Athens: Love among the ruins

There’ll never be a better time to visit the Greek capital, says Taki

issue 28 July 2012

A very long time ago, still in my teens, I knew a beautiful Athenian girl whose eyes were green and her hair golden blonde, and she was madly in love with a friend of mine. He loved her just as passionately but then he went away to school in Switzerland, and you can guess the rest. It sounds a bit opportunistic, even shabby, but I stood by her, listening to her laments late at night, and then, one evening under a moonlit Acropolis, we kissed. She told me she felt guilty for having done it, but on we went, the moon, the ruins, the Attic breezes all helping me along. It was a case of patience and perfect timing. (The retsina also helped.) Which brings me to the point I wish to make.

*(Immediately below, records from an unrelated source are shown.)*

use super::{RESOLVED_CONF, RESOLVED_CONF_BACKUP, RESOLV_CONF, RESOLV_CONF_BACKUP};
use async_trait::async_trait;
use sinkhole_application::ports::DnsConfigurator;
use sinkhole_domain::DomainError;
use std::net::{Ipv4Addr, SocketAddr};
use std::path::{Path, PathBuf};
use std::time::Duration;
use tokio::fs;
use tokio::process::Command;
use tracing::{info, warn};

const MANAGED_RESOLV_CONF: &str =
    "# Managed by sinkhole\nnameserver 127.0.0.1\noptions edns0 trust-ad\n";

const PORT_WAIT_ATTEMPTS: u32 = 10;
const PORT_WAIT_INTERVAL: Duration = Duration::from_millis(500);

/// Disable the `DNSStubListener` of systemd-resolved in `input`.
///
/// An existing `DNSStubListener=` line inside `[Resolve]` is rewritten in
/// place; otherwise a `[Resolve]` section carrying the setting is appended.
pub fn patch_resolved_conf(input: &str) -> String {
    let mut output = Vec::new();
    let mut in_resolve = false;
    let mut patched = false;

    for line in input.lines() {
        let trimmed = line.trim();
        if trimmed.starts_with('[') {
            in_resolve = trimmed == "[Resolve]";
            output.push(line.to_string());
            continue;
        }
        if in_resolve && trimmed.starts_with("DNSStubListener=") {
            output.push("DNSStubListener=no".to_string());
            patched = true;
        } else {
            output.push(line.to_string());
        }
    }

    if !patched {
        output.push(String::new());
        output.push("[Resolve]".to_string());
        output.push("DNSStubListener=no".to_string());
    }

    let mut result = output.join("\n");
    result.push('\n');
    result
}

/// systemd-resolved coexistence: free port 53 by turning off the stub
/// listener, then point resolv.conf at 127.0.0.1. Both files are backed up
/// once and restored from those backups.
pub struct LinuxDnsConfigurator {
    resolved_conf: PathBuf,
    resolved_conf_backup: PathBuf,
    resolv_conf: PathBuf,
    resolv_conf_backup: PathBuf,
    manage_service: bool,
}

impl LinuxDnsConfigurator {
    pub fn new() -> Self {
        Self {
            resolved_conf: PathBuf::from(RESOLVED_CONF),
            resolved_conf_backup: PathBuf::from(RESOLVED_CONF_BACKUP),
            resolv_conf: PathBuf::from(RESOLV_CONF),
            resolv_conf_backup: PathBuf::from(RESOLV_CONF_BACKUP),
            manage_service: true,
        }
    }

    /// Work on files under `root` and never touch systemd (useful for testing)
    pub fn with_root(root: &Path) -> Self {
        Self {
            resolved_conf: root.join("resolved.conf"),
            resolved_conf_backup: root.join("resolved.conf.backup.sinkhole"),
            resolv_conf: root.join("resolv.conf"),
            resolv_conf_backup: root.join("resolv.conf.orig.sinkhole"),
            manage_service: false,
        }
    }

    async fn restart_resolved(&self) -> Result<(), DomainError> {
        if !self.manage_service {
            return Ok(());
        }

        let status = Command::new("systemctl")
            .args(["restart", "systemd-resolved"])
            .status()
            .await
            .map_err(|e| DomainError::SystemDns(format!("failed to run systemctl: {}", e)))?;

        if !status.success() {
            return Err(DomainError::SystemDns(format!(
                "systemctl restart systemd-resolved exited with {}",
                status
            )));
        }
        Ok(())
    }

    async fn wait_for_port_53(&self) -> Result<(), DomainError> {
        if !self.manage_service {
            return Ok(());
        }

        let probe: SocketAddr = (Ipv4Addr::UNSPECIFIED, 53).into();
        for _ in 0..PORT_WAIT_ATTEMPTS {
            if tokio::net::UdpSocket::bind(probe).await.is_ok() {
                return Ok(());
            }
            tokio::time::sleep(PORT_WAIT_INTERVAL).await;
        }

        Err(DomainError::SystemDns(
            "timeout waiting for port 53 to be free (is another service using it?)".into(),
        ))
    }
}

impl Default for LinuxDnsConfigurator {
    fn default() -> Self {
        Self::new()
    }
}

fn io_err(action: &str, path: &Path, e: std::io::Error) -> DomainError {
    DomainError::SystemDns(format!("failed to {} {}: {}", action, path.display(), e))
}

#[async_trait]
impl DnsConfigurator for LinuxDnsConfigurator {
    fn name(&self) -> &'static str {
        "systemd-resolved"
    }

    async fn unlock_port(&self) -> Result<(), DomainError> {
        if fs::metadata(&self.resolved_conf).await.is_err() {
            info!(path = %self.resolved_conf.display(), "No systemd-resolved config; assuming port 53 is free");
            return Ok(());
        }

        if fs::metadata(&self.resolved_conf_backup).await.is_err() {
            fs::copy(&self.resolved_conf, &self.resolved_conf_backup)
                .await
                .map_err(|e| io_err("back up", &self.resolved_conf, e))?;
        }

        let current = fs::read_to_string(&self.resolved_conf)
            .await
            .map_err(|e| io_err("read", &self.resolved_conf, e))?;
        fs::write(&self.resolved_conf, patch_resolved_conf(&current))
            .await
            .map_err(|e| io_err("write", &self.resolved_conf, e))?;

        info!("Restarting systemd-resolved with the stub listener disabled");
        self.restart_resolved().await?;
        self.wait_for_port_53().await
    }

    async fn setup_dns(&self) -> Result<(), DomainError> {
        // Keep the very first backup across restarts: after one takeover the
        // live file only points at ourselves.
        if fs::metadata(&self.resolv_conf_backup).await.is_err() {
            let original = fs::read(&self.resolv_conf).await.unwrap_or_default();
            fs::write(&self.resolv_conf_backup, original)
                .await
                .map_err(|e| io_err("back up", &self.resolv_conf, e))?;
        }

        // resolv.conf is commonly a symlink into /run/systemd; replace the
        // link rather than writing through it.
        if let Ok(meta) = fs::symlink_metadata(&self.resolv_conf).await {
            if meta.file_type().is_symlink() {
                fs::remove_file(&self.resolv_conf)
                    .await
                    .map_err(|e| io_err("unlink", &self.resolv_conf, e))?;
            }
        }

        fs::write(&self.resolv_conf, MANAGED_RESOLV_CONF)
            .await
            .map_err(|e| io_err("write", &self.resolv_conf, e))?;

        info!(path = %self.resolv_conf.display(), "System resolver set to 127.0.0.1");
        Ok(())
    }

    async fn restore_dns(&self) -> Result<(), DomainError> {
        if let Ok(original) = fs::read(&self.resolv_conf_backup).await {
            fs::write(&self.resolv_conf, original)
                .await
                .map_err(|e| io_err("restore", &self.resolv_conf, e))?;
            if let Err(e) = fs::remove_file(&self.resolv_conf_backup).await {
                warn!(error = %e, "Failed to remove resolv.conf backup");
            }
        }

        if fs::metadata(&self.resolved_conf_backup).await.is_ok() {
            fs::copy(&self.resolved_conf_backup, &self.resolved_conf)
                .await
                .map_err(|e| io_err("restore", &self.resolved_conf, e))?;
            if let Err(e) = fs::remove_file(&self.resolved_conf_backup).await {
                warn!(error = %e, "Failed to remove resolved.conf backup");
            }
        }

        info!("Restarting systemd-resolved with the original configuration");
        self.restart_resolved().await
    }
}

Now is the time for all of you to visit Athens. She is down and out, abandoned and feeling sorry for herself, and that means, like the girl on the Acropolis, she will welcome you with open arms and then some. Greek tragedy goes hand in hand with the ever-ready handmaid of fate.

Myth and reality are what the city is all about. The myth that has been filtered through European imagination has let the city reinvent itself time and again. Now more than ever, Athens needs people to visit, shore up her confidence, breathe a bit of life into one of Europe’s oldest and most iconic cities.

My first memory of Athens was 28 October 1940. I was four, and awoke to the sound of sirens. War had been declared that night, premier-cum-dictator John Metaxas and King George II having refused an Italian ultimatum to allow Mussolini’s troops to cross our borders on their way to the Middle East.